Start of STUDY MATERIAL
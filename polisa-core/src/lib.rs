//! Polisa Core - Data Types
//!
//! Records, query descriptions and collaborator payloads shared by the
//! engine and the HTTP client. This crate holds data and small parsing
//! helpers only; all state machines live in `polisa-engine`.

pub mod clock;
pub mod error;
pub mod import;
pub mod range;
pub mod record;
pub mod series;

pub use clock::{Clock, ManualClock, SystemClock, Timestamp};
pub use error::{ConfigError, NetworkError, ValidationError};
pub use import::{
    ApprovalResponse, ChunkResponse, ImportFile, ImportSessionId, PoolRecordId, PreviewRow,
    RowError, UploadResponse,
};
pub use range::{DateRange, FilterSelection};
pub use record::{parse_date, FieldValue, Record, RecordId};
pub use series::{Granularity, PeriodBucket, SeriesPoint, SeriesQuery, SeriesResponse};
End of STUDY MATERIAL
Start of STUDY MATERIAL
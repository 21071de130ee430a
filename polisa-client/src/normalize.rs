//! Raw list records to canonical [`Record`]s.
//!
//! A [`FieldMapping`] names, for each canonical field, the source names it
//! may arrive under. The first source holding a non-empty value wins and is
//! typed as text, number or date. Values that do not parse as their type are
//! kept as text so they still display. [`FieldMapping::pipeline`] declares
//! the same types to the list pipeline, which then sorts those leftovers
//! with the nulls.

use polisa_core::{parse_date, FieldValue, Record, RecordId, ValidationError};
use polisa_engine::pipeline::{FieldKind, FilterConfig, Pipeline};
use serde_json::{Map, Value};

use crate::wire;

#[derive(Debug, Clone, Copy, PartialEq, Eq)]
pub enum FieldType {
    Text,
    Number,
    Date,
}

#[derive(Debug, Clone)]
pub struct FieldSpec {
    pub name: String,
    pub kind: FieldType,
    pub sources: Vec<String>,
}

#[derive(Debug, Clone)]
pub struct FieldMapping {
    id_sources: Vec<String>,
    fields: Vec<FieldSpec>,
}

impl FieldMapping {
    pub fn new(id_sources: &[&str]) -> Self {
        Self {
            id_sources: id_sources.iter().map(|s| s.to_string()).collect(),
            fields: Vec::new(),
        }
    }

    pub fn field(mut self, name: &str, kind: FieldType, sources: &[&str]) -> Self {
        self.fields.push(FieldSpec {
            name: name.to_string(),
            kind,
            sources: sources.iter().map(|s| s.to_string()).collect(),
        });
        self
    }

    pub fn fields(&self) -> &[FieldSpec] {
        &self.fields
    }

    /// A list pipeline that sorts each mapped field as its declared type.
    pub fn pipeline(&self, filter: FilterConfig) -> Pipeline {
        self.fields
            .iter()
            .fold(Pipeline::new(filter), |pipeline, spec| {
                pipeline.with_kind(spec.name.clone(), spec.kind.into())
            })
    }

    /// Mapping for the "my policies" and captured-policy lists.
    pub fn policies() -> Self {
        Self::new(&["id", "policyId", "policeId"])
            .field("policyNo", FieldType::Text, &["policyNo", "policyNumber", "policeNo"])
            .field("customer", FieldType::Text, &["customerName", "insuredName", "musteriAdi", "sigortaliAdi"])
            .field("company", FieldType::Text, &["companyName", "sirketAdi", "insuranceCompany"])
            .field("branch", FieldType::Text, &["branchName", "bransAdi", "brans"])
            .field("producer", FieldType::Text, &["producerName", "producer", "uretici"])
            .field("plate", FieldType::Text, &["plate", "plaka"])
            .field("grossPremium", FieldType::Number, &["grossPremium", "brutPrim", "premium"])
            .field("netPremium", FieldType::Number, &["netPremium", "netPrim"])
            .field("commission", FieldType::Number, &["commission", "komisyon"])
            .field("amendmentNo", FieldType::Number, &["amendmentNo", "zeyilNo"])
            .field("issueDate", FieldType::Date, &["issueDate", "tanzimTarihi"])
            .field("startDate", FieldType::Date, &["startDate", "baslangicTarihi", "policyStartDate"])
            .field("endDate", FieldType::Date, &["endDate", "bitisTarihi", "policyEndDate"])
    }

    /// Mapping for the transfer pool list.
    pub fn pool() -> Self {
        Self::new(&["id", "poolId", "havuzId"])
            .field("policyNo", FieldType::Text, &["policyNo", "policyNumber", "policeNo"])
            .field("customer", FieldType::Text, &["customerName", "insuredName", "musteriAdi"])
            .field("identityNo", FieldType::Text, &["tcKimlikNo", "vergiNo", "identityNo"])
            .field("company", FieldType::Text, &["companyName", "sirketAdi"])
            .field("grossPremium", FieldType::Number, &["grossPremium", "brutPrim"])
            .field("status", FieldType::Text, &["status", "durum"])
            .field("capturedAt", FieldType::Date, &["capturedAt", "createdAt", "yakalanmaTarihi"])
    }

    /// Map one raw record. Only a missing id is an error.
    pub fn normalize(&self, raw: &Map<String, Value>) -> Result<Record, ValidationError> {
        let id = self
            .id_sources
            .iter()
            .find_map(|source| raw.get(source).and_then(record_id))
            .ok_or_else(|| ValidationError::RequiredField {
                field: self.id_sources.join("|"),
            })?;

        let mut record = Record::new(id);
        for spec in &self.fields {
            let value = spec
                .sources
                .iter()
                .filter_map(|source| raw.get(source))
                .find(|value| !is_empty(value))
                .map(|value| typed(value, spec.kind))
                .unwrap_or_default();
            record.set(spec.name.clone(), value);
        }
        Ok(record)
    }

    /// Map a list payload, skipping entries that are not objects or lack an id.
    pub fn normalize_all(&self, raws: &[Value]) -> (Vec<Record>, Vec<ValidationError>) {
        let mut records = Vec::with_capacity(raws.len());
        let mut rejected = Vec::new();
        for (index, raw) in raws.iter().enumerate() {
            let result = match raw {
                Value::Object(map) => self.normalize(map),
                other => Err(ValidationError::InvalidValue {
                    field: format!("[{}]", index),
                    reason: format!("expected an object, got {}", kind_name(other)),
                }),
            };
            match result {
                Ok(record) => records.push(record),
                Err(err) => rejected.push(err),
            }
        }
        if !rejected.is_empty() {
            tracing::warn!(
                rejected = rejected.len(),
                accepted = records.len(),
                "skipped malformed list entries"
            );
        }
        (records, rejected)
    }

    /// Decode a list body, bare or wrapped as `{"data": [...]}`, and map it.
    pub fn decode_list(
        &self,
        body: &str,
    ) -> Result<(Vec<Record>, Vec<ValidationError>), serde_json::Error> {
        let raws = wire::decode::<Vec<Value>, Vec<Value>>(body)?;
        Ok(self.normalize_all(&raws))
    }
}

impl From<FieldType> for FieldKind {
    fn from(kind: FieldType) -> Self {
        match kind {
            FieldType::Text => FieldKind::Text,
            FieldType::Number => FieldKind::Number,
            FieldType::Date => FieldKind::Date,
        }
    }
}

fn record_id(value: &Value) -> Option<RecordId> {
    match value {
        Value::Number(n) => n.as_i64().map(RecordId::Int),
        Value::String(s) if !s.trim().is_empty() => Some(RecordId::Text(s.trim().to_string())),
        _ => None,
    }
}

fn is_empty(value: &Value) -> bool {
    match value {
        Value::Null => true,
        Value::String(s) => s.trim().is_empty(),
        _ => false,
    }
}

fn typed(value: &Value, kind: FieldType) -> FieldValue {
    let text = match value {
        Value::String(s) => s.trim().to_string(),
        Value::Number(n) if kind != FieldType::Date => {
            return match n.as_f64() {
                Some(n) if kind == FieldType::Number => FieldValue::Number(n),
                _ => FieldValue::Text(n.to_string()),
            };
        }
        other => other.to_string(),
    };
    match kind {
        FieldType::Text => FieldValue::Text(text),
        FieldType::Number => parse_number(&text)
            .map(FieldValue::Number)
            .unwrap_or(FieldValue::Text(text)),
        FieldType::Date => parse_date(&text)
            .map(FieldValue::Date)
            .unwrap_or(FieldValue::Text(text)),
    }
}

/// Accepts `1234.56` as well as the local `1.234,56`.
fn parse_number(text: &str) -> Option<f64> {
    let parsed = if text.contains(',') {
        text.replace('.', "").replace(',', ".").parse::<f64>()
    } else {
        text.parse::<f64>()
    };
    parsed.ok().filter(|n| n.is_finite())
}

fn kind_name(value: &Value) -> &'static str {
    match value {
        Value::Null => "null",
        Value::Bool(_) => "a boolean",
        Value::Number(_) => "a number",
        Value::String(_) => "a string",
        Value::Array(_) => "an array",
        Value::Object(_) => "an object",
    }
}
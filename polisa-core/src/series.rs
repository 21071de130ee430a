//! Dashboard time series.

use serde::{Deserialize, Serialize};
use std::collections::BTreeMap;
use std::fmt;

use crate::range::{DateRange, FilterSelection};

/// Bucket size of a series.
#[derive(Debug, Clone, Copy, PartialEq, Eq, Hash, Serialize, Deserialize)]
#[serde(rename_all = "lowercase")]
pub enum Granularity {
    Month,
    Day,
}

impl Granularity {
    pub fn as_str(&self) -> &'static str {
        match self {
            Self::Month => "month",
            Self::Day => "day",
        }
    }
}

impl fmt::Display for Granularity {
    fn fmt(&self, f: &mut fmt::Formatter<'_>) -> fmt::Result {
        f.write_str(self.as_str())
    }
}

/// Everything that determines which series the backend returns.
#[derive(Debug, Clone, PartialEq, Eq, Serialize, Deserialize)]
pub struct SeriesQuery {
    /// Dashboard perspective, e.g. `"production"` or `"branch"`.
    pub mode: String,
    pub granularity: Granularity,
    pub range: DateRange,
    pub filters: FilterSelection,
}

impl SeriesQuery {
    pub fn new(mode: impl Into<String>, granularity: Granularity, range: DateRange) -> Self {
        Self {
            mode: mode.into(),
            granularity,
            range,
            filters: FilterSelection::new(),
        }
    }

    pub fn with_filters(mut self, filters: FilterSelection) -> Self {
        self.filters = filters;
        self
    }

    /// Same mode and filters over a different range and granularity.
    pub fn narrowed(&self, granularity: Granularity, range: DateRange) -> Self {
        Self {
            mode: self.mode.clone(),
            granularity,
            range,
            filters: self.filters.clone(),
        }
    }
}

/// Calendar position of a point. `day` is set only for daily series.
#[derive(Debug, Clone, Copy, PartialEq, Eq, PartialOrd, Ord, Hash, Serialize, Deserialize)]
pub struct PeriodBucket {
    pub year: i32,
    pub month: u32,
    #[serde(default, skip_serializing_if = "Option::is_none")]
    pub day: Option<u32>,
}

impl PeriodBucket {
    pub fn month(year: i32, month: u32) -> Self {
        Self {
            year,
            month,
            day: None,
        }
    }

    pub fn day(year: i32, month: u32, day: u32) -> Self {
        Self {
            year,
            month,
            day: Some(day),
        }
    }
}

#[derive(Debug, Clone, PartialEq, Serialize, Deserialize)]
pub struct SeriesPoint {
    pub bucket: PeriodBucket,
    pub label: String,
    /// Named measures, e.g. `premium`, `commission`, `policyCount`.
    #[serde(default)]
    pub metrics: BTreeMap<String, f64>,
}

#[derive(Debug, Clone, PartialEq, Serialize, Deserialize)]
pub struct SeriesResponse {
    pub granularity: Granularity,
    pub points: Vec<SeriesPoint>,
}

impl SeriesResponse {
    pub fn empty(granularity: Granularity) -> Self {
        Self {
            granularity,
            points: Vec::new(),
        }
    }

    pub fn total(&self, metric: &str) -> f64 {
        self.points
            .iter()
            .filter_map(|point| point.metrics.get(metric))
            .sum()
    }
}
End of STUDY MATERIAL
▶ **PROBLEM DETAILS**: Only one stretch of the data above is needed. Restate it word for word, from the line containing "filename polisa-core/src/lib.rs" through the line containing "and small parsing", both ends included.

▶ **RESPONSE TO THE EXERCISE**:
filename polisa-core/src/lib.rs
//! Polisa Core - Data Types
//!
//! Records, query descriptions and collaborator payloads shared by the
//! engine and the HTTP client. This crate holds data and small parsing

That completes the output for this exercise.